--- START ---

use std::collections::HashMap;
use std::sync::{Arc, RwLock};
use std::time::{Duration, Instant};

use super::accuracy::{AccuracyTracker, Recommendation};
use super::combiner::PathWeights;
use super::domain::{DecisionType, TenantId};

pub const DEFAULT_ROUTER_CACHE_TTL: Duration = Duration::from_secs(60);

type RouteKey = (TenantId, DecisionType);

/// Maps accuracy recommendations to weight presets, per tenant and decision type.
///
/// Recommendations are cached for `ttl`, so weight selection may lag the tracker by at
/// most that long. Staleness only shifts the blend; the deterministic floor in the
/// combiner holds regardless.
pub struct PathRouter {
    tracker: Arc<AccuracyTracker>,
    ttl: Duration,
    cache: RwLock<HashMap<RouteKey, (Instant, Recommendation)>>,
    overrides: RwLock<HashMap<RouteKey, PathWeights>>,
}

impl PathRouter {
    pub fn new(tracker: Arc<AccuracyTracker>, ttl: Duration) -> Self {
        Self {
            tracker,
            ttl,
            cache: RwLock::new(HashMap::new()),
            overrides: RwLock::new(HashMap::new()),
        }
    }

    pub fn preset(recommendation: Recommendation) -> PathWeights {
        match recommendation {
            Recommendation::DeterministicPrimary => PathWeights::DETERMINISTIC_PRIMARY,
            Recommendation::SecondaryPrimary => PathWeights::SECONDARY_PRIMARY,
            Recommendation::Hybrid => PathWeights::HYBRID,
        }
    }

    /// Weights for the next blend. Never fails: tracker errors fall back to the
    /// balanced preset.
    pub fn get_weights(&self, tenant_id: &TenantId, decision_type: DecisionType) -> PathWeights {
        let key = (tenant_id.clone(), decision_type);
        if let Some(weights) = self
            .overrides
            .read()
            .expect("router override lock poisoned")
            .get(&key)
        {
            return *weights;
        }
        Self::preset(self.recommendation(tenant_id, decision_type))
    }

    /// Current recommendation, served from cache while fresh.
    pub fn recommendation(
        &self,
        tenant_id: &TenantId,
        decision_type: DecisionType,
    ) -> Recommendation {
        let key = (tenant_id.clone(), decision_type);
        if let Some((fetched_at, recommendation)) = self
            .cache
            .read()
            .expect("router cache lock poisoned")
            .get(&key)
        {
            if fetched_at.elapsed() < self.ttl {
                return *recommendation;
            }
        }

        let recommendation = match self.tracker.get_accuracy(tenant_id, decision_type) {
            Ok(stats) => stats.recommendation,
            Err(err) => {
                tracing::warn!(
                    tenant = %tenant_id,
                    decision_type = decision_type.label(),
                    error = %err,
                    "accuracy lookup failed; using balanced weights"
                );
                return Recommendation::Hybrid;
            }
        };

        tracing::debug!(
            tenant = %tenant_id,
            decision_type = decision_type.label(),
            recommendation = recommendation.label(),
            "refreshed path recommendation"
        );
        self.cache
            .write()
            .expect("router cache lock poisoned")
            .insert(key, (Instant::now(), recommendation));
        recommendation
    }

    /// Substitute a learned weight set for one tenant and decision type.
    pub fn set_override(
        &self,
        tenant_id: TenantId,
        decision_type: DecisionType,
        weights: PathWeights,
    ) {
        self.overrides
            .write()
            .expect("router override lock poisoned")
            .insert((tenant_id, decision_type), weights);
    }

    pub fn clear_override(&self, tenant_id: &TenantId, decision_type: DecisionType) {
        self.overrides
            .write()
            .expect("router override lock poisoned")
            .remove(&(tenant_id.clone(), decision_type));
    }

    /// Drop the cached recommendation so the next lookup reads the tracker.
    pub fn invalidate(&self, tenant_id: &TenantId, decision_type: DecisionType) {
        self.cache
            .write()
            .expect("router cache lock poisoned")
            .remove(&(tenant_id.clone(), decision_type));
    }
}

--- END ---

How to complete this task: Reproduce the material above exactly; please quote every line of it.

Solution for this exercise:
use std::collections::HashMap;
use std::sync::{Arc, RwLock};
use std::time::{Duration, Instant};

use super::accuracy::{AccuracyTracker, Recommendation};
use super::combiner::PathWeights;
use super::domain::{DecisionType, TenantId};

pub const DEFAULT_ROUTER_CACHE_TTL: Duration = Duration::from_secs(60);

type RouteKey = (TenantId, DecisionType);

/// Maps accuracy recommendations to weight presets, per tenant and decision type.
///
/// Recommendations are cached for `ttl`, so weight selection may lag the tracker by at
/// most that long. Staleness only shifts the blend; the deterministic floor in the
/// combiner holds regardless.
pub struct PathRouter {
    tracker: Arc<AccuracyTracker>,
    ttl: Duration,
    cache: RwLock<HashMap<RouteKey, (Instant, Recommendation)>>,
    overrides: RwLock<HashMap<RouteKey, PathWeights>>,
}

impl PathRouter {
    pub fn new(tracker: Arc<AccuracyTracker>, ttl: Duration) -> Self {
        Self {
            tracker,
            ttl,
            cache: RwLock::new(HashMap::new()),
            overrides: RwLock::new(HashMap::new()),
        }
    }

    pub fn preset(recommendation: Recommendation) -> PathWeights {
        match recommendation {
            Recommendation::DeterministicPrimary => PathWeights::DETERMINISTIC_PRIMARY,
            Recommendation::SecondaryPrimary => PathWeights::SECONDARY_PRIMARY,
            Recommendation::Hybrid => PathWeights::HYBRID,
        }
    }

    /// Weights for the next blend. Never fails: tracker errors fall back to the
    /// balanced preset.
    pub fn get_weights(&self, tenant_id: &TenantId, decision_type: DecisionType) -> PathWeights {
        let key = (tenant_id.clone(), decision_type);
        if let Some(weights) = self
            .overrides
            .read()
            .expect("router override lock poisoned")
            .get(&key)
        {
            return *weights;
        }
        Self::preset(self.recommendation(tenant_id, decision_type))
    }

    /// Current recommendation, served from cache while fresh.
    pub fn recommendation(
        &self,
        tenant_id: &TenantId,
        decision_type: DecisionType,
    ) -> Recommendation {
        let key = (tenant_id.clone(), decision_type);
        if let Some((fetched_at, recommendation)) = self
            .cache
            .read()
            .expect("router cache lock poisoned")
            .get(&key)
        {
            if fetched_at.elapsed() < self.ttl {
                return *recommendation;
            }
        }

        let recommendation = match self.tracker.get_accuracy(tenant_id, decision_type) {
            Ok(stats) => stats.recommendation,
            Err(err) => {
                tracing::warn!(
                    tenant = %tenant_id,
                    decision_type = decision_type.label(),
                    error = %err,
                    "accuracy lookup failed; using balanced weights"
                );
                return Recommendation::Hybrid;
            }
        };

        tracing::debug!(
            tenant = %tenant_id,
            decision_type = decision_type.label(),
            recommendation = recommendation.label(),
            "refreshed path recommendation"
        );
        self.cache
            .write()
            .expect("router cache lock poisoned")
            .insert(key, (Instant::now(), recommendation));
        recommendation
    }

    /// Substitute a learned weight set for one tenant and decision type.
    pub fn set_override(
        &self,
        tenant_id: TenantId,
        decision_type: DecisionType,
        weights: PathWeights,
    ) {
        self.overrides
            .write()
            .expect("router override lock poisoned")
            .insert((tenant_id, decision_type), weights);
    }

    pub fn clear_override(&self, tenant_id: &TenantId, decision_type: DecisionType) {
        self.overrides
            .write()
            .expect("router override lock poisoned")
            .remove(&(tenant_id.clone(), decision_type));
    }

    /// Drop the cached recommendation so the next lookup reads the tracker.
    pub fn invalidate(&self, tenant_id: &TenantId, decision_type: DecisionType) {
        self.cache
            .write()
            .expect("router cache lock poisoned")
            .remove(&(tenant_id.clone(), decision_type));
    }
}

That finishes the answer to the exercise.